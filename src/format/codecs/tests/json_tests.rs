//! Tests for the custom JSON format.

use super::{file_map, test_images};
use crate::format::codecs::JsonCodec;
use crate::format::traits::{AnnotationCodec, CancelFlag};
use crate::model::{
    AnnotationSet, ImageAnnotation, ImageMetaData, Point, Rect, ShapeData,
};

fn decode(content: &str) -> crate::format::traits::DecodedBatch {
    let files = file_map(&[("annotations.json", content)]);
    JsonCodec
        .decode(&files, &test_images(), &CancelFlag::new())
        .unwrap()
}

#[test]
fn test_json_format_metadata() {
    let codec = JsonCodec;

    assert_eq!(codec.id(), "json");
    assert!(codec.supports_polygons());
    assert!(codec.supports_parts());
    assert!(!codec.per_image());
}

#[test]
fn test_decode_box_entry() {
    let batch = decode(
        r##"[{
            "fileName": "boat.jpg",
            "category": "boat",
            "color": "#ff0000",
            "bndbox": { "minX": 10.0, "minY": 20.0, "maxX": 200.0, "maxY": 150.0 },
            "tags": ["truncated"]
        }]"##,
    );

    assert!(batch.errors.is_empty(), "{:?}", batch.errors);
    assert_eq!(batch.success_count, 1);
    let shape = &batch.annotations[0].shapes[0];
    assert_eq!(shape.category(), "boat");
    assert_eq!(shape.tags(), ["truncated"]);
    assert_eq!(batch.categories[0].color, [255, 0, 0]);
}

#[test]
fn test_decode_empty_array_is_success_without_annotations() {
    let batch = decode("[]");

    assert_eq!(batch.success_count, 0);
    assert!(batch.annotations.is_empty());
    assert!(batch.errors.is_empty());
    assert!(batch.is_empty());
}

#[test]
fn test_decode_corrupt_document_reports_position() {
    let batch = decode("[ { \"fileName\": ");

    assert!(batch.annotations.is_empty());
    assert_eq!(batch.errors.len(), 1);
    assert_eq!(batch.errors[0].source, "annotations.json");
    assert!(batch.errors[0].description.starts_with("Corrupt JSON file:"));
    assert!(batch.errors[0].description.contains("line"));
}

#[test]
fn test_decode_three_entries_one_bad_field() {
    let batch = decode(
        r##"[
            { "fileName": "boat.jpg", "category": "boat", "color": "#ff0000",
              "bndbox": { "minX": 10, "minY": 20, "maxX": 200, "maxY": 150 } },
            { "fileName": "boat.jpg", "category": "sail", "color": "#00ff00",
              "bndbox": { "minX": 20, "minY": 30, "maxX": "oops", "maxY": 100 } },
            { "fileName": "buoy.jpg", "category": "buoy", "color": "#0000ff",
              "bndbox": { "minX": 1, "minY": 1, "maxX": 50, "maxY": 50 } }
        ]"##,
    );

    assert_eq!(batch.success_count, 2);
    assert_eq!(batch.errors.len(), 1);
    assert_eq!(batch.errors[0].source, "boat.jpg");
    assert_eq!(batch.errors[0].description, "Invalid numeric field: maxX");
}

#[test]
fn test_decode_entry_errors_name_the_right_source() {
    let batch = decode(
        r##"[
            { "category": "boat", "bndbox": { "minX": 1, "minY": 1, "maxX": 5, "maxY": 5 } },
            { "fileName": "ghost.jpg", "category": "boat",
              "bndbox": { "minX": 1, "minY": 1, "maxX": 5, "maxY": 5 } },
            { "fileName": "boat.jpg",
              "bndbox": { "minX": 1, "minY": 1, "maxX": 5, "maxY": 5 } }
        ]"##,
    );

    assert_eq!(batch.success_count, 0);
    // Document-level source when the file name is unusable, image name
    // afterwards.
    assert_eq!(batch.errors[0].source, "annotations.json");
    assert_eq!(batch.errors[0].description, "Missing field: fileName");
    assert_eq!(batch.errors[1].source, "ghost.jpg");
    assert_eq!(batch.errors[2].source, "boat.jpg");
    assert_eq!(batch.errors[2].description, "Missing field: category");
}

#[test]
fn test_decode_rejects_malformed_color_and_tags() {
    let batch = decode(
        r##"[
            { "fileName": "boat.jpg", "category": "boat", "color": "red",
              "bndbox": { "minX": 1, "minY": 1, "maxX": 5, "maxY": 5 } },
            { "fileName": "boat.jpg", "category": "boat", "tags": [1, 2],
              "bndbox": { "minX": 1, "minY": 1, "maxX": 5, "maxY": 5 } }
        ]"##,
    );

    assert_eq!(batch.success_count, 0);
    assert_eq!(batch.errors[0].description, "Malformed color value: red");
    assert_eq!(batch.errors[1].description, "Invalid tags field");
}

#[test]
fn test_decode_shapeless_entry() {
    let batch = decode(r#"[{ "fileName": "boat.jpg", "category": "boat" }]"#);

    assert_eq!(batch.errors[0].description, "Missing field: bndbox or polygon");
}

#[test]
fn test_decode_rejects_entry_with_both_shapes() {
    let batch = decode(
        r##"[{ "fileName": "boat.jpg", "category": "boat",
              "bndbox": { "minX": 1, "minY": 1, "maxX": 5, "maxY": 5 },
              "polygon": [10, 20, 100, 20, 55, 90] }]"##,
    );

    assert_eq!(batch.success_count, 0);
    assert!(batch.annotations.is_empty());
    assert_eq!(
        batch.errors[0].description,
        "Ambiguous shape: entry has both bndbox and polygon"
    );
}

#[test]
fn test_decode_polygon_validation() {
    let batch = decode(
        r##"[
            { "fileName": "boat.jpg", "category": "sail",
              "polygon": [10, 20, 100, 20, 55] },
            { "fileName": "boat.jpg", "category": "sail",
              "polygon": [10, 20, 100, 20] },
            { "fileName": "boat.jpg", "category": "sail",
              "polygon": [10, 20, 100, 20, 55, 9999] }
        ]"##,
    );

    assert_eq!(batch.success_count, 0);
    assert_eq!(
        batch.errors[0].description,
        "Invalid polygon list: odd number of coordinates"
    );
    assert!(batch.errors[1].description.contains("at least 3 points"));
    assert!(batch.errors[2].description.contains("outside image bounds"));
}

#[test]
fn test_decode_out_of_range_field_is_named() {
    let batch = decode(
        r##"[{ "fileName": "boat.jpg", "category": "boat",
              "bndbox": { "minX": 1, "minY": 1, "maxX": 9000, "maxY": 50 } }]"##,
    );

    assert_eq!(
        batch.errors[0].description,
        "Field maxX outside image bounds"
    );
}

#[test]
fn test_decode_invalid_part_drops_whole_entry() {
    let batch = decode(
        r##"[{
            "fileName": "boat.jpg", "category": "boat", "color": "#ff0000",
            "bndbox": { "minX": 10, "minY": 10, "maxX": 200, "maxY": 150 },
            "parts": [
                { "category": "sail",
                  "bndbox": { "minX": 20, "minY": 20, "maxX": "bad", "maxY": 100 } }
            ]
        }]"##,
    );

    assert_eq!(batch.success_count, 0);
    assert!(batch.annotations.is_empty());
    assert_eq!(batch.errors.len(), 1);
}

#[test]
fn test_decode_groups_entries_per_image() {
    let batch = decode(
        r##"[
            { "fileName": "boat.jpg", "category": "boat",
              "bndbox": { "minX": 1, "minY": 1, "maxX": 5, "maxY": 5 } },
            { "fileName": "boat.jpg", "category": "sail",
              "bndbox": { "minX": 6, "minY": 6, "maxX": 9, "maxY": 9 } }
        ]"##,
    );

    assert_eq!(batch.success_count, 2);
    assert_eq!(batch.annotations.len(), 1);
    assert_eq!(batch.annotations[0].shapes.len(), 2);
}

#[test]
fn test_encode_schema_and_omissions() {
    let mut set = AnnotationSet::new();
    set.insert_image(ImageAnnotation::new(
        ImageMetaData::new("boat.jpg", 640, 480),
        vec![
            ShapeData::new_box("boat", Rect::new(10.0, 20.0, 200.0, 150.0)).with_parts(vec![
                ShapeData::new_polygon(
                    "sail",
                    vec![
                        Point::new(20.0, 20.0),
                        Point::new(60.0, 20.0),
                        Point::new(40.0, 100.0),
                    ],
                ),
            ]),
        ],
    ));

    let batch = JsonCodec.encode(&set).unwrap();
    let content = batch.files.get("annotations.json").unwrap();
    let value: serde_json::Value = serde_json::from_str(content).unwrap();

    let entry = &value.as_array().unwrap()[0];
    assert_eq!(entry["fileName"], "boat.jpg");
    assert_eq!(entry["category"], "boat");
    assert!(entry["color"].as_str().unwrap().starts_with('#'));
    // Empty tags are omitted entirely.
    assert!(entry.get("tags").is_none());

    let part = &entry["parts"][0];
    assert!(part.get("fileName").is_none());
    assert_eq!(part["polygon"].as_array().unwrap().len(), 6);
    assert!(part.get("parts").is_none());

    assert_eq!(batch.shapes_encoded, 2);
}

_Exercise description:_ Across the entries above, how many lines include the word "traits"? Give only the number.

_Result below:_ 2